Evaluating somatic tumor mutation detection without matched normal samples

Abstract Background Observations of recurrent somatic mutations in tumors have led to identification and definition of signaling and other pathways that are important for cancer progression and therapeutic targeting. As tumor cells contain both an individual’s inherited genetic variants and somatic mutations, challenges arise in distinguishing these events in massively parallel sequencing datasets. Typically, both a tumor sample and a “normal” sample from the same individual are sequenced and compared; variants observed only in the tumor are considered to be somatic mutations. However, this approach requires two samples for each individual. Results We evaluate a method of detecting somatic mutations in tumor samples for which only a subset of normal samples are available. We describe tuning of the method for detection of mutations in tumors, filtering to remove inherited variants, and comparison of detected mutations to several matched tumor/normal analysis methods. Filtering steps include the use of population variation datasets to remove inherited variants as well a subset of normal samples to remove technical artifacts. We then directly compare mutation detection with tumor-only and tumor-normal approaches using the same sets of samples.
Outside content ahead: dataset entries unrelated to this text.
//! # Reconcile
//!
//! Core of a declarative provider for a remote management API: the pieces
//! that turn "this object should exist with these fields" into the right
//! sequence of remote create, read, update and delete calls.
//!
//! ## Core Concepts
//!
//! - **Composite identifier** ([`id`]): several natural keys packed into one
//!   opaque, persisted string
//! - **Wire enums** ([`access`]): name/code translation and grant flattening
//! - **Paginated collector** ([`paginate`]): drives a listing to completion
//! - **Reconciler** ([`reconciler`]): CRUD with not-found semantics per mode
//! - **Existence verifier** ([`verify`]): confirms a destroy converged
//! - **Registry** ([`registry`]) and **plans** ([`plan`], [`executor`]):
//!   apply a desired-state document across many kinds in parallel
//!
//! ## Example
//!
//! ```ignore
//! use reconcile::{CancelToken, ReadMode, Reconciler, RemoteObjectRef};
//!
//! let badges = Reconciler::new(ProjectBadges::new(client));
//! let cancel = CancelToken::new();
//!
//! let created = badges.create(&desired, &cancel)?;
//! match badges.read(created.id(), ReadMode::Refresh, &cancel)? {
//!     Some(current) => println!("{:?}", current.state()),
//!     None => println!("drifted away"),
//! }
//! badges.delete(created.id(), Some(&created), &cancel)?;
//! ```
//!
//! ## Provider Traits
//!
//! - [`ManagedKind`]: raw remote calls for one object kind
//! - [`DataSource`]: read-only lookups
//! - [`ProgressCallback`]: receives execution progress
//!
//! The crate never talks to the network itself; kinds wrap whatever client
//! they are given.

pub mod access;
pub mod cancel;
pub mod erased;
pub mod error;
pub mod executor;
pub mod id;
pub mod paginate;
pub mod plan;
pub mod reconciler;
pub mod registry;
pub mod retry;
pub mod types;
pub mod verify;

// Re-export main types at crate root
pub use access::{
    AccessGrant, AccessLevel, FlatGrant, PROTECTED_REF_LEVELS, Principal, UnknownCodePolicy,
    WireEnum, flatten_grants,
};
pub use cancel::CancelToken;
pub use erased::{DataSource, ErasedDataSource, ErasedResource, Handler, TrackedObject};
pub use error::{CallError, CallResult, Error, ErrorCategory, Operation, RemoteFailure, Result};
pub use executor::{ExecuteReport, NoProgress, OpOutcome, ProgressCallback, execute};
pub use id::{CompositeKey, IdFormat, IdPart, RemoteObjectRef};
pub use paginate::{Cursor, Incomplete, Page, collect, collect_all};
pub use plan::{Action, Document, DocumentEntry, Ensure, ExecutionPlan, PlannedOp};
pub use reconciler::{
    Deleted, Lifecycle, ManagedKind, Observation, ReadMode, Reconciler, Updated,
};
pub use registry::{KindClass, KindDescriptor, KindEntry, Registry};
pub use retry::{RetryCallback, RetryConfig, with_backoff};
pub use types::{ApplyResult, ExecuteOptions, ExecuteSummary};
pub use verify::{confirm_absent, ensure_absent};
use anyhow::{Context as _, Result, bail};
use reconcile::{
    ApplyResult, CancelToken, Document, ExecuteOptions, ExecuteReport, ExecutionPlan, PlannedOp,
    ProgressCallback, Registry, execute,
};
use std::fs;

use crate::Context;
use crate::cli::ApplyArgs;
use crate::client::Client;
use crate::ui;

/// Prints each op as the executor reports it.
struct TerminalProgress {
    quiet: bool,
}

impl ProgressCallback for TerminalProgress {
    fn on_start(&mut self, total: usize, dry_run: bool) {
        if !self.quiet {
            ui::info(&format!("{total} object(s) in plan"));
        }
        if dry_run {
            ui::warn("Dry run - no changes will be made");
        }
    }

    fn on_complete(&mut self, op: &PlannedOp, result: &ApplyResult) {
        if self.quiet && result.is_success() {
            return;
        }
        ui::op_result(op, result);
    }
}

pub fn run(ctx: &Context, args: &ApplyArgs) -> Result<()> {
    ui::header("Applying Document");

    let text = fs::read_to_string(&args.document)
        .with_context(|| format!("Could not read {}", args.document.display()))?;
    let plan = plan_document(&text, &ctx.registry)?.filter_by_kind(args.kind.as_deref());
    if plan.is_empty() {
        ui::success("Nothing to apply");
        return Ok(());
    }
    if ctx.verbose > 0 {
        for op in &plan.ops {
            ui::dim(&op.to_string());
        }
    }

    let opts = ExecuteOptions {
        dry_run: args.dry_run,
        jobs: args.jobs,
    };
    let mut progress = TerminalProgress { quiet: ctx.quiet };
    let report = apply_plan(plan, &ctx.registry, &ctx.client(), &opts, &ctx.cancel, &mut progress)?;

    ui::summary(&report.summary);
    for outcome in &report.outcomes {
        if let ApplyResult::Created { id } = &outcome.result {
            ui::kv(outcome.op.kind, id.as_str());
        }
    }

    if !report.summary.is_success() {
        bail!("{} object(s) failed", report.summary.failed);
    }
    Ok(())
}

/// Parse a TOML document and validate it into a plan.
pub fn plan_document(text: &str, registry: &Registry<Client>) -> Result<ExecutionPlan> {
    let document: Document = toml::from_str(text).context("Invalid document")?;
    Ok(ExecutionPlan::from_document(&document, registry)?)
}

/// Execute a validated plan.
pub fn apply_plan<P: ProgressCallback>(
    plan: ExecutionPlan,
    registry: &Registry<Client>,
    client: &Client,
    opts: &ExecuteOptions,
    cancel: &CancelToken,
    progress: &mut P,
) -> Result<ExecuteReport> {
    Ok(execute(plan, registry, client, opts, cancel, progress)?)
}

#[cfg(test)]
mod tests {
    use super::*;
    use crate::registry;
    use crate::resource::tests::client;
    use labapi::{Api, MockApi};
    use reconcile::{Action, DocumentEntry, Ensure, ErrorCategory, NoProgress};
    use serde_json::Value;

    const DOCUMENT: &str = r#"
[[object]]
kind = "gitlab_project_badge"
[object.desired]
project = "42"
name = "coverage"
link_url = "https://example.com/%{project_path}/coverage"
image_url = "https://example.com/coverage.svg"

[[object]]
kind = "gitlab_group_membership"
[object.desired]
group_id = "12"
user_id = 7
access_level = "developer"

[[object]]
kind = "gitlab_group_variable"
[object.desired]
group = "12"
key = "DEPLOY_TOKEN"
value = "s3cret"
environment_scope = "prod:eu"
"#;

    const BADGE: &str = r#"
[[object]]
kind = "gitlab_project_badge"
[object.desired]
project = "42"
link_url = "https://example.com/pipelines"
image_url = "https://example.com/pipeline.svg"
"#;

    #[test]
    fn test_plan_document() {
        let registry = registry::builtin().unwrap();
        let plan = plan_document(DOCUMENT, &registry).unwrap();
        assert_eq!(plan.len(), 3);
        assert!(plan.ops.iter().all(|op| op.action == Action::Create));
        assert_eq!(plan.ops[1].kind, "gitlab_group_membership");
    }

    #[test]
    fn test_apply_creates_everything() {
        let api = MockApi::new();
        api.add_user(7, "jdoe", "Jane Doe");
        let registry = registry::builtin().unwrap();
        let plan = plan_document(DOCUMENT, &registry).unwrap();

        let report = apply_plan(
            plan,
            &registry,
            &client(&api),
            &ExecuteOptions {
                dry_run: false,
                jobs: 2,
            },
            &CancelToken::new(),
            &mut NoProgress,
        )
        .unwrap();
        assert_eq!(report.summary.created, 3);
        assert!(report.summary.is_success());
        assert_eq!(api.get_group_member("12", 7).unwrap().access_level, 30);
        assert_eq!(
            report.outcomes[2].tracked.as_ref().unwrap().id.as_str(),
            "12:DEPLOY_TOKEN:prod:eu"
        );
    }

    #[test]
    fn test_dry_run_makes_no_calls() {
        let api = MockApi::new();
        let registry = registry::builtin().unwrap();
        let plan = plan_document(DOCUMENT, &registry).unwrap();

        let report = apply_plan(
            plan,
            &registry,
            &client(&api),
            &ExecuteOptions {
                dry_run: true,
                jobs: 1,
            },
            &CancelToken::new(),
            &mut NoProgress,
        )
        .unwrap();
        assert_eq!(report.summary.skipped, 3);
        assert!(api.get_group_member("12", 7).is_err());
    }

    #[test]
    fn test_data_source_in_document_is_rejected() {
        let registry = registry::builtin().unwrap();
        let err = plan_document(
            r#"
[[object]]
kind = "gitlab_current_user"
"#,
            &registry,
        )
        .unwrap_err();
        let core = err.downcast_ref::<reconcile::Error>().unwrap();
        assert_eq!(core.category(), ErrorCategory::Document);
    }

    #[test]
    fn test_same_object_twice_is_rejected() {
        let registry = registry::builtin().unwrap();
        let err = plan_document(
            r#"
[[object]]
kind = "gitlab_project_badge"
id = "42:7"

[[object]]
kind = "gitlab_project_badge"
id = "42:7"
ensure = "absent"
"#,
            &registry,
        )
        .unwrap_err();
        assert!(err.to_string().contains("appears more than once"));
    }

    #[test]
    fn test_failures_are_counted() {
        let api = MockApi::new();
        let registry = registry::builtin().unwrap();
        // No user 7, so the membership fails while the others succeed.
        let plan = plan_document(DOCUMENT, &registry).unwrap();
        let report = apply_plan(
            plan,
            &registry,
            &client(&api),
            &ExecuteOptions::default(),
            &CancelToken::new(),
            &mut NoProgress,
        )
        .unwrap();
        assert_eq!(report.summary.created, 2);
        assert_eq!(report.summary.failed, 1);
        assert!(matches!(
            report.outcomes[1].result,
            ApplyResult::Failed { .. }
        ));
    }

    #[test]
    fn test_absent_with_tracked_state_applies_twice() {
        let api = MockApi::new();
        let registry = registry::builtin().unwrap();
        let created = apply_plan(
            plan_document(BADGE, &registry).unwrap(),
            &registry,
            &client(&api),
            &ExecuteOptions::default(),
            &CancelToken::new(),
            &mut NoProgress,
        )
        .unwrap();
        let tracked = created.outcomes[0].tracked.clone().unwrap();
        let badge_id = tracked.state["badge_id"].as_i64().unwrap();

        let absent = Document {
            objects: vec![DocumentEntry {
                kind: "gitlab_project_badge".to_string(),
                id: Some(tracked.id.clone()),
                ensure: Ensure::Absent,
                desired: Value::Null,
                tracked: Some(tracked.state),
            }],
        };
        let results: Vec<ApplyResult> = (0..2)
            .map(|_| {
                let plan = ExecutionPlan::from_document(&absent, &registry).unwrap();
                let report = apply_plan(
                    plan,
                    &registry,
                    &client(&api),
                    &ExecuteOptions::default(),
                    &CancelToken::new(),
                    &mut NoProgress,
                )
                .unwrap();
                report.outcomes[0].result.clone()
            })
            .collect();

        assert_eq!(results, vec![ApplyResult::Removed, ApplyResult::NoChange]);
        assert!(api.get_project_badge("42", badge_id).unwrap_err().is_not_found());
    }
}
Comparisons are performed using an internal targeted gene sequencing dataset (n = 3380) as well as whole exome sequencing data from The Cancer Genome Atlas project (n = 250). Tumor-only mutation detection shows similar recall (43–60%) but lesser precision (20–21%) to current matched tumor/normal approaches (recall 43–73%, precision 30–82%) when compared to a “gold-standard” tumor/normal approach. The inclusion of a small pool of normal samples improves precision, although many variants are still uniquely detected in the tumor-only analysis. Conclusions A detailed method for somatic mutation detection without matched normal samples enables study of larger numbers of tumor samples, as well as tumor samples for which a matched normal is not available. As sensitivity/recall is similar to tumor/normal mutation detection but precision is lower, tumor-only detection is more appropriate for classification of samples based on known mutations. Although matched tumor-normal analysis is preferred due to higher precision, we demonstrate that mutation detection without matched normal samples is possible for certain applications.